I wish I had some advice for you. It's been so long since I've had kitties of my own. Isn't it odd though how cats, being obligate carnivores, are the hardest to transition to a species appropriate diet? 

Try not to worry too much yet. We're thinking about you


----------



## brandypup (Jan 23, 2012)

What kind of canned have you tried? 
I never had a cat switch over to a good canned food from a kibble. I have always used firskies and the lesser quality food. (fancy feast ect) I alsways use pate varieites. iif she likes fish juice you can try that as well. 

My cats seemed to have situations like this when eating orijen. Even though it's a good food it's still a kibble. My vet had me switchoff orijen to friskies canned and the differance was amazing. I then went to raw again with out issues. 

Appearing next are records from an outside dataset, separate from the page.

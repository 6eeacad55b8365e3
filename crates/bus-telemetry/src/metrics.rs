//! Prometheus gauges mirroring the bus statistics.
//!
//! All metrics follow the naming convention: `gamebus_<metric>[_<unit>]`
//!
//! Statistics are cumulative on the bus but can be reset at runtime, so
//! every value is exported as a gauge and overwritten from the latest
//! [`BusStats`] snapshot rather than incremented.

use gameplay_bus::BusStats;
use lazy_static::lazy_static;
use prometheus::{Encoder, Gauge, IntGauge, Registry, TextEncoder};

use crate::TelemetryError;

lazy_static! {
    /// Global metrics registry
    pub static ref REGISTRY: Registry = Registry::new();

    // =========================================================================
    // THROUGHPUT
    // =========================================================================

    pub static ref EVENTS_PUBLISHED: IntGauge = IntGauge::new(
        "gamebus_events_published",
        "Events accepted into the queue since the last stats reset"
    ).expect("metric creation failed");

    pub static ref EVENTS_PROCESSED: IntGauge = IntGauge::new(
        "gamebus_events_processed",
        "Events fully delivered to every eligible subscriber"
    ).expect("metric creation failed");

    pub static ref EVENTS_DROPPED: IntGauge = IntGauge::new(
        "gamebus_events_dropped",
        "Events rejected on a full queue or batch, or whose retry found no room"
    ).expect("metric creation failed");

    pub static ref EVENTS_FAILED: IntGauge = IntGauge::new(
        "gamebus_events_failed",
        "Events that could not be delivered"
    ).expect("metric creation failed");

    pub static ref EVENTS_RETRIED: IntGauge = IntGauge::new(
        "gamebus_events_retried",
        "Failed dispatch attempts that were requeued"
    ).expect("metric creation failed");

    pub static ref DEADLINES_MISSED: IntGauge = IntGauge::new(
        "gamebus_deadlines_missed",
        "Events dropped because their deadline passed before dispatch"
    ).expect("metric creation failed");

    // =========================================================================
    // CAPACITY
    // =========================================================================

    pub static ref SUBSCRIPTIONS_REJECTED: IntGauge = IntGauge::new(
        "gamebus_subscriptions_rejected",
        "Subscribe calls refused because the table was full"
    ).expect("metric creation failed");

    pub static ref REGISTRATIONS_REJECTED: IntGauge = IntGauge::new(
        "gamebus_registrations_rejected",
        "Type registrations refused because the registry was full"
    ).expect("metric creation failed");

    pub static ref QUEUE_DEPTH: IntGauge = IntGauge::new(
        "gamebus_queue_depth",
        "Events currently waiting across all priority buckets"
    ).expect("metric creation failed");

    pub static ref QUEUE_DEPTH_PEAK: IntGauge = IntGauge::new(
        "gamebus_queue_depth_peak",
        "Highest queue depth observed"
    ).expect("metric creation failed");

    pub static ref ACTIVE_SUBSCRIBERS: IntGauge = IntGauge::new(
        "gamebus_active_subscribers",
        "Live subscriptions"
    ).expect("metric creation failed");

    // =========================================================================
    // TIMING
    // =========================================================================

    pub static ref PROCESSING_TIME: IntGauge = IntGauge::new(
        "gamebus_processing_time_us",
        "Total wall time of dispatch attempts, selection through outcome"
    ).expect("metric creation failed");

    pub static ref LATENCY_AVERAGE: Gauge = Gauge::new(
        "gamebus_latency_average_us",
        "Mean publish-to-dispatch latency"
    ).expect("metric creation failed");

    pub static ref LATENCY_PEAK: Gauge = Gauge::new(
        "gamebus_latency_peak_us",
        "Largest publish-to-dispatch latency"
    ).expect("metric creation failed");

    pub static ref SUCCESS_RATE: Gauge = Gauge::new(
        "gamebus_success_rate",
        "Processed events as a fraction of finished (processed or failed) events"
    ).expect("metric creation failed");
}

/// Handle returned once the gauges are registered.
#[derive(Debug, Clone, Copy)]
pub struct MetricsHandle {
    _private: (),
}

impl MetricsHandle {
    /// Copy a statistics snapshot into the gauges.
    pub fn observe(&self, stats: &BusStats) {
        observe_bus_stats(stats);
    }

    /// Current metrics in Prometheus text format.
    pub fn encode(&self) -> Result<String, TelemetryError> {
        encode_metrics()
    }
}

/// Register all bus gauges with [`REGISTRY`].
///
/// Calling it again is harmless: already-registered gauges are skipped.
pub fn register_metrics() -> Result<MetricsHandle, TelemetryError> {
    let collectors: Vec<Box<dyn prometheus::core::Collector>> = vec![
        Box::new(EVENTS_PUBLISHED.clone()),
        Box::new(EVENTS_PROCESSED.clone()),
        Box::new(EVENTS_DROPPED.clone()),
        Box::new(EVENTS_FAILED.clone()),
        Box::new(EVENTS_RETRIED.clone()),
        Box::new(DEADLINES_MISSED.clone()),
        Box::new(SUBSCRIPTIONS_REJECTED.clone()),
        Box::new(REGISTRATIONS_REJECTED.clone()),
        Box::new(QUEUE_DEPTH.clone()),
        Box::new(QUEUE_DEPTH_PEAK.clone()),
        Box::new(ACTIVE_SUBSCRIBERS.clone()),
        Box::new(PROCESSING_TIME.clone()),
        Box::new(LATENCY_AVERAGE.clone()),
        Box::new(LATENCY_PEAK.clone()),
        Box::new(SUCCESS_RATE.clone()),
    ];

    for collector in collectors {
        match REGISTRY.register(collector) {
            Ok(()) | Err(prometheus::Error::AlreadyReg) => {}
            Err(e) => return Err(TelemetryError::MetricsInit(e.to_string())),
        }
    }

    Ok(MetricsHandle { _private: () })
}

fn saturating_i64(value: u64) -> i64 {
    i64::try_from(value).unwrap_or(i64::MAX)
}

/// Overwrite every gauge from `stats`.
pub fn observe_bus_stats(stats: &BusStats) {
    EVENTS_PUBLISHED.set(saturating_i64(stats.events_published));
    EVENTS_PROCESSED.set(saturating_i64(stats.events_processed));
    EVENTS_DROPPED.set(saturating_i64(stats.events_dropped));
    EVENTS_FAILED.set(saturating_i64(stats.events_failed));
    EVENTS_RETRIED.set(saturating_i64(stats.events_retried));
    DEADLINES_MISSED.set(saturating_i64(stats.deadlines_missed));
    SUBSCRIPTIONS_REJECTED.set(saturating_i64(stats.subscriptions_rejected));
    REGISTRATIONS_REJECTED.set(saturating_i64(stats.registrations_rejected));
    QUEUE_DEPTH.set(i64::from(stats.current_queue_depth));
    QUEUE_DEPTH_PEAK.set(i64::from(stats.max_queue_depth_reached));
    ACTIVE_SUBSCRIBERS.set(i64::from(stats.active_subscribers));
    PROCESSING_TIME.set(saturating_i64(stats.total_processing_time_us));
    LATENCY_AVERAGE.set(stats.average_latency_us);
    LATENCY_PEAK.set(stats.peak_latency_us);
    SUCCESS_RATE.set(stats.success_rate());
}

/// Encode the registry in Prometheus text exposition format.
pub fn encode_metrics() -> Result<String, TelemetryError> {
    let encoder = TextEncoder::new();
    let metric_families = REGISTRY.gather();
    let mut buffer = Vec::new();
    encoder
        .encode(&metric_families, &mut buffer)
        .map_err(|e| TelemetryError::MetricsInit(e.to_string()))?;
    String::from_utf8(buffer).map_err(|e| TelemetryError::MetricsInit(e.to_string()))
}

#[cfg(test)]
mod tests {
    use super::*;

    #[test]
    fn test_register_twice_is_ok() {
        assert!(register_metrics().is_ok());
        assert!(register_metrics().is_ok());
    }

    #[test]
    fn test_observe_and_encode() {
        let handle = register_metrics().unwrap();
        let stats = BusStats {
            events_published: 10,
            events_processed: 7,
            events_failed: 3,
            current_queue_depth: 3,
            peak_latency_us: 42.5,
            ..BusStats::default()
        };
        handle.observe(&stats);

        assert_eq!(EVENTS_PUBLISHED.get(), 10);
        assert_eq!(QUEUE_DEPTH.get(), 3);
        assert!((SUCCESS_RATE.get() - 0.7).abs() < f64::EPSILON);

        let text = handle.encode().unwrap();
        assert!(text.contains("gamebus_events_published"));
        assert!(text.contains("gamebus_latency_peak_us 42.5"));
    }

    #[test]
    fn test_saturating_conversion() {
        assert_eq!(saturating_i64(u64::MAX), i64::MAX);
        assert_eq!(saturating_i64(5), 5);
    }
}
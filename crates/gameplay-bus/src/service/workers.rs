//! # Cooperative Drain Workers
//!
//! `process_async` spawns tokio tasks that share the bus and run dispatch
//! steps until every bucket is empty, yielding between steps. Completion is
//! observable through [`DrainHandle`].

use super::bus::EventBus;
use super::dispatcher::{dispatch_next, StepOutcome};
use crate::error::BusError;
use serde::{Deserialize, Serialize};
use tokio::runtime::Handle;
use tokio::task::JoinHandle;
use tracing::{debug, info};

/// Outcome counts of one worker.
#[derive(Debug, Clone, Copy, Default, PartialEq, Eq, Serialize, Deserialize)]
pub struct WorkerReport {
    pub worker: u32,
    pub processed: u64,
    pub failed: u64,
    pub retried: u64,
}

/// Aggregate of all workers of one `process_async` call.
#[derive(Debug, Clone, Default, PartialEq, Eq, Serialize, Deserialize)]
pub struct DrainReport {
    pub workers: Vec<WorkerReport>,
}

impl DrainReport {
    #[must_use]
    pub fn total_processed(&self) -> u64 {
        self.workers.iter().map(|w| w.processed).sum()
    }

    #[must_use]
    pub fn total_failed(&self) -> u64 {
        self.workers.iter().map(|w| w.failed).sum()
    }
}

/// Completion handle for a set of drain workers.
#[derive(Debug)]
pub struct DrainHandle {
    tasks: Vec<JoinHandle<WorkerReport>>,
}

impl DrainHandle {
    /// Number of workers started.
    #[must_use]
    pub fn worker_count(&self) -> usize {
        self.tasks.len()
    }

    /// True once every worker has exited.
    #[must_use]
    pub fn is_finished(&self) -> bool {
        self.tasks.iter().all(JoinHandle::is_finished)
    }

    /// Wait for every worker.
    ///
    /// # Errors
    ///
    /// `WorkerFailed` if a worker panicked (a handler panic) or was cancelled.
    pub async fn join(self) -> Result<DrainReport, BusError> {
        let mut workers = Vec::with_capacity(self.tasks.len());
        for task in self.tasks {
            let report = task
                .await
                .map_err(|e| BusError::WorkerFailed(e.to_string()))?;
            workers.push(report);
        }
        Ok(DrainReport { workers })
    }
}

async fn run_worker(bus: EventBus, worker: u32) -> WorkerReport {
    let mut report = WorkerReport {
        worker,
        ..WorkerReport::default()
    };
    loop {
        match dispatch_next(&bus.shared, None) {
            StepOutcome::Idle | StepOutcome::Discarded => break,
            StepOutcome::Processed => report.processed += 1,
            StepOutcome::Retried => report.retried += 1,
            StepOutcome::Failed | StepOutcome::Dropped | StepOutcome::DeadlineMissed => {
                report.failed += 1
            }
        }
        tokio::task::yield_now().await;
    }
    debug!(worker, processed = report.processed, "Drain worker finished");
    report
}

impl EventBus {
    /// Drain the queues on `worker_count` tokio tasks.
    ///
    /// A count of 0 uses the configured `worker_thread_count`.
    ///
    /// # Errors
    /// - `NotInitialized`
    /// - `InvalidArgument`: both counts are 0
    /// - `NoAsyncRuntime`: not called from within a tokio runtime
    pub fn process_async(&self, worker_count: u32) -> Result<DrainHandle, BusError> {
        let configured = self
            .shared
            .with_state(|state| state.config.worker_thread_count)?;
        let workers = if worker_count == 0 {
            configured
        } else {
            worker_count
        };
        if workers == 0 {
            return Err(BusError::InvalidArgument(
                "worker count is 0 and no worker_thread_count is configured".to_string(),
            ));
        }
        let runtime = Handle::try_current().map_err(|_| BusError::NoAsyncRuntime)?;

        let tasks = (0..workers)
            .map(|worker| runtime.spawn(run_worker(self.clone(), worker)))
            .collect();
        info!(workers, "Started async drain");
        Ok(DrainHandle { tasks })
    }
}
//! Ports layer for the event bus.
//!
//! - Inbound (driving) ports: handler capability and the client API
//!   gameplay systems program against
//! - Outbound (driven) ports: the clock

pub mod inbound;
pub mod outbound;

pub use inbound::*;
pub use outbound::*;
//! # Integration Flows

pub mod e2e_runtime;
pub mod flows;
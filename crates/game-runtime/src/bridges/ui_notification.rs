//! Progression and combat → on-screen toasts.
//!
//! Toasts are rate limited per subscription so a burst of critical hits does
//! not flood the screen. Skipped events are not failures; the bus just does
//! not call the handler for them.

use gameplay_bus::{
    event_types, BusError, Event, EventSubscriber, Payload, SubscriptionId, SubscriptionOptions,
};
use parking_lot::Mutex;
use serde::Serialize;
use std::collections::VecDeque;
use std::sync::Arc;
use tracing::{debug, info};

use super::UI_SYSTEM_ID;

#[derive(Debug, Clone, Copy, PartialEq, Eq, Serialize)]
pub enum NotificationKind {
    LevelUp,
    CriticalHit,
}

/// One toast shown to the player.
#[derive(Debug, Clone, PartialEq, Serialize)]
pub struct Notification {
    pub kind: NotificationKind,
    pub text: String,
    /// Publish time of the triggering event
    pub timestamp_us: u64,
}

#[derive(Debug)]
struct Log {
    entries: VecDeque<Notification>,
    capacity: usize,
    shown: u64,
}

/// Turns `LEVEL_UP` and `CRITICAL_HIT` into a bounded toast log.
#[derive(Debug, Clone)]
pub struct UiNotificationBridge {
    log: Arc<Mutex<Log>>,
    per_second: u32,
}

impl UiNotificationBridge {
    /// Keep the last `capacity` toasts, at most `per_second` per event type.
    #[must_use]
    pub fn new(capacity: usize, per_second: u32) -> Self {
        Self {
            log: Arc::new(Mutex::new(Log {
                entries: VecDeque::with_capacity(capacity),
                capacity,
                shown: 0,
            })),
            per_second,
        }
    }

    /// Subscribe to level-ups and critical hits, both rate limited.
    pub fn attach<S: EventSubscriber>(&self, bus: &S) -> Result<Vec<SubscriptionId>, BusError> {
        [event_types::LEVEL_UP, event_types::CRITICAL_HIT]
            .into_iter()
            .map(|type_id| {
                let this = self.clone();
                bus.subscribe_with(
                    type_id,
                    UI_SYSTEM_ID,
                    Arc::new(move |e: &Event| this.on_event(e)),
                    SubscriptionOptions::new().with_rate_limit(self.per_second),
                )
            })
            .collect()
    }

    /// Render a toast for `event`. Never fails.
    pub fn on_event(&self, event: &Event) -> bool {
        let notification = match (event.type_id, event.payload) {
            (event_types::LEVEL_UP, Payload::LevelUp(p)) => Notification {
                kind: NotificationKind::LevelUp,
                text: format!("Player {} reached level {}", p.player_id, p.new_level),
                timestamp_us: event.timestamp_us,
            },
            (event_types::CRITICAL_HIT, Payload::Damage(p)) => Notification {
                kind: NotificationKind::CriticalHit,
                text: format!("Critical hit! {:.0} damage", p.damage_amount),
                timestamp_us: event.timestamp_us,
            },
            _ => {
                debug!(event_type = event.type_id, "No toast for event");
                return true;
            }
        };

        info!(kind = ?notification.kind, text = %notification.text, "Toast");
        let mut log = self.log.lock();
        if log.capacity == 0 {
            return true;
        }
        if log.entries.len() == log.capacity {
            log.entries.pop_front();
        }
        log.entries.push_back(notification);
        log.shown += 1;
        true
    }

    /// Logged toasts, oldest first.
    #[must_use]
    pub fn notifications(&self) -> Vec<Notification> {
        self.log.lock().entries.iter().cloned().collect()
    }

    /// Toasts shown since creation, including evicted ones.
    #[must_use]
    pub fn shown(&self) -> u64 {
        self.log.lock().shown
    }
}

Good luck. Maybe youcan send that lab rresult to the Lisa DVM on the cat site. She did answer me once when Bones had crystals. thankfully my vets were not concerned about it since she was going through vas.


----------



## MollyWoppy (Mar 19, 2010)

I must confess that things seem to be at their worst late at night, sucks a big one, hate it when you can't sleep.
And yeah, I've tried the canned Friskies, all types of it. She's a kibble warrior.
That website, catinfo.org is great, its very informative about all sorts of things cat related. One thing it says is to not get too hard on sick cats, trying to (slightly) tough-love them onto canned or raw, so I'll save that till Windy's perkier.
And, you know, I only got her urinalysis results on Friday afternoon, never got to speak to the vet as he was in surgery, so I'm running on ignorance at the moment. I'll call him tomorrow - if nothing else I've got my questions nutted out.


----------



## magicre (Apr 7, 2010)

the blood in her urine is most probably from the testing equipment. both of my dogs get blood in their urine from the testing equipment and they have no other issues.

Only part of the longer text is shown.